EXTRACTED RECORDS =>
>>>>

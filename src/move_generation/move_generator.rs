use thiserror::Error;

use crate::game_state::checkers_types::Player;
use crate::moves::move_descriptions::Move;

pub type MoveGenResult<T> = Result<T, MoveGenerationError>;

/// Rejected attempts to advance a live game.
#[derive(Debug, Clone, PartialEq, Eq, Error)]
pub enum MoveGenerationError {
    #[error("move {0} is not in the legal move set")]
    IllegalMove(Move),

    #[error("game is already decided: {winner} won")]
    GameOver { winner: Player },
}
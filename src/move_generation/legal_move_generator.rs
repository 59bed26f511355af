//! Full legal move generation pipeline.
//!
//! Collects maximal capture chains for every piece of the side to move, then
//! either returns them alone (forced captures with at least one chain
//! available) or appends them after the simple slides. Ordering is stable:
//! origins in board-scan order, neighbors in discovery order.

use crate::game_state::{checkers_types::*, game_state::GameState};
use crate::move_generation::legal_moves_jump::find_all_jump_paths;
use crate::move_generation::legal_moves_simple::generate_simple_moves;

pub fn generate_legal_moves(game_state: &GameState) -> Vec<Move> {
    let jump_paths = find_all_jump_paths(game_state);

    if game_state.rules.forced_captures && !jump_paths.is_empty() {
        return jump_paths;
    }

    let mut legal = Vec::with_capacity(jump_paths.len() + 16);
    generate_simple_moves(game_state, &mut legal);
    legal.extend(jump_paths);
    legal
}
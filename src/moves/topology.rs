//! Grid coordinate helpers.
//!
//! Pure row/column math over the row-major 8x8 cell index used by every
//! other subsystem.

use smallvec::SmallVec;

use crate::game_state::checkers_rules::BOARD_WIDTH;
use crate::game_state::checkers_types::*;

/// Up to four diagonal neighbors, in discovery order.
pub type Neighbors = SmallVec<[Square; 4]>;

#[inline]
pub const fn row_of(cell: Square) -> u8 {
    cell / BOARD_WIDTH
}

#[inline]
pub const fn col_of(cell: Square) -> u8 {
    cell % BOARD_WIDTH
}

/// Inverse of [`row_of`]/[`col_of`]. `None` when either coordinate is off the board.
#[inline]
pub fn cell_of(row: i8, col: i8) -> Option<Square> {
    let width = BOARD_WIDTH as i8;
    if !(0..width).contains(&row) || !(0..width).contains(&col) {
        return None;
    }
    Some((row * width + col) as Square)
}

/// Row deltas a piece may step along: forward only for regulars, both ways for kings.
#[inline]
fn row_steps(piece: Piece) -> SmallVec<[i8; 2]> {
    match piece.rank {
        Rank::King => SmallVec::from_buf([1, -1]),
        Rank::Regular => SmallVec::from_slice(&[piece.owner.forward()]),
    }
}

/// Diagonal cells the piece on `cell` may step onto, ignoring occupancy.
///
/// Panics if `cell` is empty.
pub fn valid_neighbors(state: &GameState, cell: Square) -> Neighbors {
    let piece = state
        .piece_at(cell)
        .unwrap_or_else(|| panic!("no piece on cell {cell}"));
    neighbors_for_piece(piece, cell)
}

/// Same as [`valid_neighbors`] for a piece that need not be on a live state's board.
pub fn neighbors_for_piece(piece: Piece, cell: Square) -> Neighbors {
    let (row, col) = (row_of(cell) as i8, col_of(cell) as i8);

    let mut out = Neighbors::new();
    for dr in row_steps(piece) {
        for dc in [1i8, -1] {
            if let Some(neighbor) = cell_of(row + dr, col + dc) {
                out.push(neighbor);
            }
        }
    }
    out
}

/// Cell reached by continuing from `origin` over `over` by the same diagonal delta.
#[inline]
pub fn landing_beyond(origin: Square, over: Square) -> Option<Square> {
    let dr = row_of(over) as i8 - row_of(origin) as i8;
    let dc = col_of(over) as i8 - col_of(origin) as i8;
    cell_of(row_of(origin) as i8 + dr * 2, col_of(origin) as i8 + dc * 2)
}
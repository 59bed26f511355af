//! Crate root module declarations for the Plum Checkers engine.
//!
//! Exposes the board model, move generation, search, engines, the live game
//! session, and utility helpers so binaries, benches, and external front ends
//! can import stable module paths.

pub mod game_state {
    pub mod checkers_rules;
    pub mod checkers_types;
    pub mod game_state;
}

pub mod moves {
    pub mod move_descriptions;
    pub mod topology;
}

pub mod move_generation {
    pub mod legal_move_apply;
    pub mod legal_move_generator;
    pub mod legal_moves_jump;
    pub mod legal_moves_simple;
    pub mod move_generator;
    pub mod perft;
}

pub mod search {
    pub mod board_scoring;
    pub mod iterative_deepening;
    pub mod minimax;
}

pub mod engines {
    pub mod difficulty;
    pub mod engine_minimax;
    pub mod engine_random;
    pub mod engine_trait;
}

pub mod session {
    pub mod game_session;
}

pub mod utils {
    pub mod engine_match_harness;
    pub mod render_game_state;
}

pub use engines::difficulty::Difficulty;
pub use engines::engine_minimax::{get_ai_move, get_best_move};
pub use game_state::checkers_types::{Move, MoveKind, Piece, Player, Rank, RuleSet, Square};
pub use game_state::game_state::GameState;
pub use move_generation::legal_move_apply::{apply_move, try_apply_move};
pub use move_generation::legal_move_generator::generate_legal_moves;
pub use session::game_session::GameSession;

/// Standard starting position with its initial legal-move set.
#[inline]
pub fn initialize_game() -> GameState {
    GameState::new_game()
}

<<<<

EXERCISE DETAILS =>
Search the data for the word "every" and copy each line where it appears.

RESULT =>
//! Collects maximal capture chains for every piece of the side to move, then
//! Pure row/column math over the row-major 8x8 cell index used by every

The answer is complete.